**WHAT TO WORK ON:** Even if a line seems odd, print it as it is, and include every record.
SUPPLIED MATERIAL section start
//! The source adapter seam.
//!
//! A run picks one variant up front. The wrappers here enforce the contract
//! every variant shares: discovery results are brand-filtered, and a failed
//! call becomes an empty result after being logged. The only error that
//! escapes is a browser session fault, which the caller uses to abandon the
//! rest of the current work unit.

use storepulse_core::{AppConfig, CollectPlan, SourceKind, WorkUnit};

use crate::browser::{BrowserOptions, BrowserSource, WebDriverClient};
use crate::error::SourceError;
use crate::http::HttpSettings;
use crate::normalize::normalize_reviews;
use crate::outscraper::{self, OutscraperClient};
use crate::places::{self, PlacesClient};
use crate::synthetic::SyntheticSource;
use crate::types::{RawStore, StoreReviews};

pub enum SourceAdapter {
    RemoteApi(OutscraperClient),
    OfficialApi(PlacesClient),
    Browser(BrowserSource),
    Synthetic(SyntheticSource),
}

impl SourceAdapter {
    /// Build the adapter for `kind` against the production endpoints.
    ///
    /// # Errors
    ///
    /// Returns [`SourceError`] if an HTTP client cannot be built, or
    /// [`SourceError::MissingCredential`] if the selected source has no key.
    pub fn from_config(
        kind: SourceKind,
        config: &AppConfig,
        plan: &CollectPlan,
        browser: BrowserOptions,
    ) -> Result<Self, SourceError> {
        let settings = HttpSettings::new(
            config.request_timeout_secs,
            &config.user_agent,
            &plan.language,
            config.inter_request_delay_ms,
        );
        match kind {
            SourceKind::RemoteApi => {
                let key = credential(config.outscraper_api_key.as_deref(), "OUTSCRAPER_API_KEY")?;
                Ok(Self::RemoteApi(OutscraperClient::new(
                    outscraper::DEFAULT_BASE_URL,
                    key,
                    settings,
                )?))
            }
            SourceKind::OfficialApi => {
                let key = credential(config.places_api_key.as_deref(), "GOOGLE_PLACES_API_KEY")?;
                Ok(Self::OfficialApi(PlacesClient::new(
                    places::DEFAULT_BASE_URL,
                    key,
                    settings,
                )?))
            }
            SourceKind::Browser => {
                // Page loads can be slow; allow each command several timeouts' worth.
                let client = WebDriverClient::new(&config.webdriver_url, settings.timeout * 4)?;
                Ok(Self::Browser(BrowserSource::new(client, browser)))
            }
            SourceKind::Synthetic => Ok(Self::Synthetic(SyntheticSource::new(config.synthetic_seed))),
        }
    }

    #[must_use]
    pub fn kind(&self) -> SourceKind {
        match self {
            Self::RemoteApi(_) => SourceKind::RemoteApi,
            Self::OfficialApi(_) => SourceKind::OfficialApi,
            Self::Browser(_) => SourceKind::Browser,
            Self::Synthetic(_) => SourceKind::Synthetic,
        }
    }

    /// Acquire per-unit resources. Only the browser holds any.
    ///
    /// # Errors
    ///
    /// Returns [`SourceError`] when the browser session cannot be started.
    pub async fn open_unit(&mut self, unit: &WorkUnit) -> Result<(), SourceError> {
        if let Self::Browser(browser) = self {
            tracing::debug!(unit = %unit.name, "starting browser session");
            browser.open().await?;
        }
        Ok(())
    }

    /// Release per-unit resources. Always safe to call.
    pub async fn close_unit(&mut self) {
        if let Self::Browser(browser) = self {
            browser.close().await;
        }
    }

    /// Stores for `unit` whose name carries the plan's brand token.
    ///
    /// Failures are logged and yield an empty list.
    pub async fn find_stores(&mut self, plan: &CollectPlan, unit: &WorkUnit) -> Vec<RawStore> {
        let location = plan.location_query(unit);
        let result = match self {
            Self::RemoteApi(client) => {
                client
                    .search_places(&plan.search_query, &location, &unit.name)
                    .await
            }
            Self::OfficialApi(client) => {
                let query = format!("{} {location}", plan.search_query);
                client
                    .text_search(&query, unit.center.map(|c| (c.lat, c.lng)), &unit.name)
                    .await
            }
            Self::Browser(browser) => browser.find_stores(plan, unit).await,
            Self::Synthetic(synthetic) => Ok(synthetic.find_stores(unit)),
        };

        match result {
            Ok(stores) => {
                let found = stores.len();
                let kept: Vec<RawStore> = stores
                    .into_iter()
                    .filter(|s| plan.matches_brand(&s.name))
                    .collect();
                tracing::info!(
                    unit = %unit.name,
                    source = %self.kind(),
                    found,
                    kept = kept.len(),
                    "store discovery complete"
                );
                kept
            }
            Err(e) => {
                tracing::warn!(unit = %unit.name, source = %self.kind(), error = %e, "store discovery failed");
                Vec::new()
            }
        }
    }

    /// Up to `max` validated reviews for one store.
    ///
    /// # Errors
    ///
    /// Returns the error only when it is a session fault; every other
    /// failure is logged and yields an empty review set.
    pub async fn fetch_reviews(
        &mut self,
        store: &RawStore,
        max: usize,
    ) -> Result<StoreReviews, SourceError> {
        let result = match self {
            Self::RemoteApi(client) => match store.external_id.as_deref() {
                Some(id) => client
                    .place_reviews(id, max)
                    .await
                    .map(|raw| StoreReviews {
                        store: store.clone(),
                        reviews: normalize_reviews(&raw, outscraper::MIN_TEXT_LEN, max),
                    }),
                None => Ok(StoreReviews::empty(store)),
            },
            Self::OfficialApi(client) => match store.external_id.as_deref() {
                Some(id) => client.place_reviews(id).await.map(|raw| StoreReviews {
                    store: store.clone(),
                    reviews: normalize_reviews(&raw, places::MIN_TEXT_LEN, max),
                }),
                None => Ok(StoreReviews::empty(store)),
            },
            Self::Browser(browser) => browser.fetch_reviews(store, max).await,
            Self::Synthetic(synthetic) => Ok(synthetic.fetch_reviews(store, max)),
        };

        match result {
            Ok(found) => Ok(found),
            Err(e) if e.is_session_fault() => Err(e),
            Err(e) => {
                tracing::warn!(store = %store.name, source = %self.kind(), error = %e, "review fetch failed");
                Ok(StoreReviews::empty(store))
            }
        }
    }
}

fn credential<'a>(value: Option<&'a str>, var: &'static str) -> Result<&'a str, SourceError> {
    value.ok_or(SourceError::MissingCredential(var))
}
SUPPLIED MATERIAL section end
**COMPLETED TASK:**
//! The source adapter seam.
//!
//! A run picks one variant up front. The wrappers here enforce the contract
//! every variant shares: discovery results are brand-filtered, and a failed
//! call becomes an empty result after being logged. The only error that
//! escapes is a browser session fault, which the caller uses to abandon the
//! rest of the current work unit.

use storepulse_core::{AppConfig, CollectPlan, SourceKind, WorkUnit};

use crate::browser::{BrowserOptions, BrowserSource, WebDriverClient};
use crate::error::SourceError;
use crate::http::HttpSettings;
use crate::normalize::normalize_reviews;
use crate::outscraper::{self, OutscraperClient};
use crate::places::{self, PlacesClient};
use crate::synthetic::SyntheticSource;
use crate::types::{RawStore, StoreReviews};

pub enum SourceAdapter {
    RemoteApi(OutscraperClient),
    OfficialApi(PlacesClient),
    Browser(BrowserSource),
    Synthetic(SyntheticSource),
}

impl SourceAdapter {
    /// Build the adapter for `kind` against the production endpoints.
    ///
    /// # Errors
    ///
    /// Returns [`SourceError`] if an HTTP client cannot be built, or
    /// [`SourceError::MissingCredential`] if the selected source has no key.
    pub fn from_config(
        kind: SourceKind,
        config: &AppConfig,
        plan: &CollectPlan,
        browser: BrowserOptions,
    ) -> Result<Self, SourceError> {
        let settings = HttpSettings::new(
            config.request_timeout_secs,
            &config.user_agent,
            &plan.language,
            config.inter_request_delay_ms,
        );
        match kind {
            SourceKind::RemoteApi => {
                let key = credential(config.outscraper_api_key.as_deref(), "OUTSCRAPER_API_KEY")?;
                Ok(Self::RemoteApi(OutscraperClient::new(
                    outscraper::DEFAULT_BASE_URL,
                    key,
                    settings,
                )?))
            }
            SourceKind::OfficialApi => {
                let key = credential(config.places_api_key.as_deref(), "GOOGLE_PLACES_API_KEY")?;
                Ok(Self::OfficialApi(PlacesClient::new(
                    places::DEFAULT_BASE_URL,
                    key,
                    settings,
                )?))
            }
            SourceKind::Browser => {
                // Page loads can be slow; allow each command several timeouts' worth.
                let client = WebDriverClient::new(&config.webdriver_url, settings.timeout * 4)?;
                Ok(Self::Browser(BrowserSource::new(client, browser)))
            }
            SourceKind::Synthetic => Ok(Self::Synthetic(SyntheticSource::new(config.synthetic_seed))),
        }
    }

    #[must_use]
    pub fn kind(&self) -> SourceKind {
        match self {
            Self::RemoteApi(_) => SourceKind::RemoteApi,
            Self::OfficialApi(_) => SourceKind::OfficialApi,
            Self::Browser(_) => SourceKind::Browser,
            Self::Synthetic(_) => SourceKind::Synthetic,
        }
    }

    /// Acquire per-unit resources. Only the browser holds any.
    ///
    /// # Errors
    ///
    /// Returns [`SourceError`] when the browser session cannot be started.
    pub async fn open_unit(&mut self, unit: &WorkUnit) -> Result<(), SourceError> {
        if let Self::Browser(browser) = self {
            tracing::debug!(unit = %unit.name, "starting browser session");
            browser.open().await?;
        }
        Ok(())
    }

    /// Release per-unit resources. Always safe to call.
    pub async fn close_unit(&mut self) {
        if let Self::Browser(browser) = self {
            browser.close().await;
        }
    }

    /// Stores for `unit` whose name carries the plan's brand token.
    ///
    /// Failures are logged and yield an empty list.
    pub async fn find_stores(&mut self, plan: &CollectPlan, unit: &WorkUnit) -> Vec<RawStore> {
        let location = plan.location_query(unit);
        let result = match self {
            Self::RemoteApi(client) => {
                client
                    .search_places(&plan.search_query, &location, &unit.name)
                    .await
            }
            Self::OfficialApi(client) => {
                let query = format!("{} {location}", plan.search_query);
                client
                    .text_search(&query, unit.center.map(|c| (c.lat, c.lng)), &unit.name)
                    .await
            }
            Self::Browser(browser) => browser.find_stores(plan, unit).await,
            Self::Synthetic(synthetic) => Ok(synthetic.find_stores(unit)),
        };

        match result {
            Ok(stores) => {
                let found = stores.len();
                let kept: Vec<RawStore> = stores
                    .into_iter()
                    .filter(|s| plan.matches_brand(&s.name))
                    .collect();
                tracing::info!(
                    unit = %unit.name,
                    source = %self.kind(),
                    found,
                    kept = kept.len(),
                    "store discovery complete"
                );
                kept
            }
            Err(e) => {
                tracing::warn!(unit = %unit.name, source = %self.kind(), error = %e, "store discovery failed");
                Vec::new()
            }
        }
    }

    /// Up to `max` validated reviews for one store.
    ///
    /// # Errors
    ///
    /// Returns the error only when it is a session fault; every other
    /// failure is logged and yields an empty review set.
    pub async fn fetch_reviews(
        &mut self,
        store: &RawStore,
        max: usize,
    ) -> Result<StoreReviews, SourceError> {
        let result = match self {
            Self::RemoteApi(client) => match store.external_id.as_deref() {
                Some(id) => client
                    .place_reviews(id, max)
                    .await
                    .map(|raw| StoreReviews {
                        store: store.clone(),
                        reviews: normalize_reviews(&raw, outscraper::MIN_TEXT_LEN, max),
                    }),
                None => Ok(StoreReviews::empty(store)),
            },
            Self::OfficialApi(client) => match store.external_id.as_deref() {
                Some(id) => client.place_reviews(id).await.map(|raw| StoreReviews {
                    store: store.clone(),
                    reviews: normalize_reviews(&raw, places::MIN_TEXT_LEN, max),
                }),
                None => Ok(StoreReviews::empty(store)),
            },
            Self::Browser(browser) => browser.fetch_reviews(store, max).await,
            Self::Synthetic(synthetic) => Ok(synthetic.fetch_reviews(store, max)),
        };

        match result {
            Ok(found) => Ok(found),
            Err(e) if e.is_session_fault() => Err(e),
            Err(e) => {
                tracing::warn!(store = %store.name, source = %self.kind(), error = %e, "review fetch failed");
                Ok(StoreReviews::empty(store))
            }
        }
    }
}

fn credential<'a>(value: Option<&'a str>, var: &'static str) -> Result<&'a str, SourceError> {
    value.ok_or(SourceError::MissingCredential(var))
}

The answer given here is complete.